Using traffic data to identify land-use characteristics based on ensemble learning approaches
Keywords:Land use identification, Ensemble learning, Human activity data
The land-use identification process, which involves quantifying the types and intensity of human activities at a regional level, is a critical investigation step for ongoing land-use planning. One limitation of land-use identification practices is that they are based on theoretical-driven models using survey and socioeconomic data, which are often considered costly and time consuming. Another limitation is that most of these identification methods cannot incorporate the effect of daily human activity, resulting in some significant spatial heterogeneity being ignored. In this context, a novel land-use identification framework is proposed to quantify land-use characteristics using traffic-flow and traffic-events data. Regarding the identification models, two widely used Ensemble learning methods: Random Forest and Adaboost, are introduced to classify the land-use type and fit the land-use density. The case study collected the transit vehicle positions, traffic events, and geo-tagged data at the regional level in the San Francisco Bay Area, California. The results demonstrated that this framework with Ensemble learning was significantly accurate at identifying land-use characteristics in both the type classification and density regression tasks.

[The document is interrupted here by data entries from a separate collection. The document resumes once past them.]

// ==========================================
// Logging initialization
// ==========================================
// Uses tracing and tracing-subscriber
// Log level configured via environment variable
// ==========================================

use tracing_subscriber::{fmt, EnvFilter};

/// Initialize the logging system.
///
/// # Environment
/// - RUST_LOG: level filter (default: info)
///   e.g. RUST_LOG=debug or RUST_LOG=expo_lead_fusion=trace
///
/// # Example
/// ```no_run
/// use expo_lead_fusion::logging;
/// logging::init();
/// ```
pub fn init() {
    let filter = EnvFilter::try_from_default_env()
        .unwrap_or_else(|_| EnvFilter::new("info"));

    fmt()
        .with_env_filter(filter)
        .with_target(true)
        .with_thread_ids(false)
        .with_line_number(true)
        .init();
}

/// Initialize logging for tests.
///
/// More verbose level, writer routed through the test harness.
pub fn init_test() {
    let _ = fmt()
        .with_env_filter(EnvFilter::new("debug"))
        .with_test_writer()
        .try_init();
}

The result averages improved 12.63%, 12.84%, 11.05%, 5.44%, 12.84% for Area Under ROC Curve (AUC), Classification Accuracy (CA), F-Measure (F1), Precision, and Recall, respectively, in classification tasks and 56.81%, 21.20%, 47.29% for Mean Squared Error (MSE), Root Mean Square Error (RMSE), and Mean Absolute Error (MAE), respectively, in regression tasks than other models. The Random Forest model performs better in labels with high regularity, such as education, residence, and work activities. Apart from the accuracy, the correlation analysis of the error term also showed that the result was consistent with people’s common sense of land-use characteristics, demonstrating the interpretability of the proposed framework.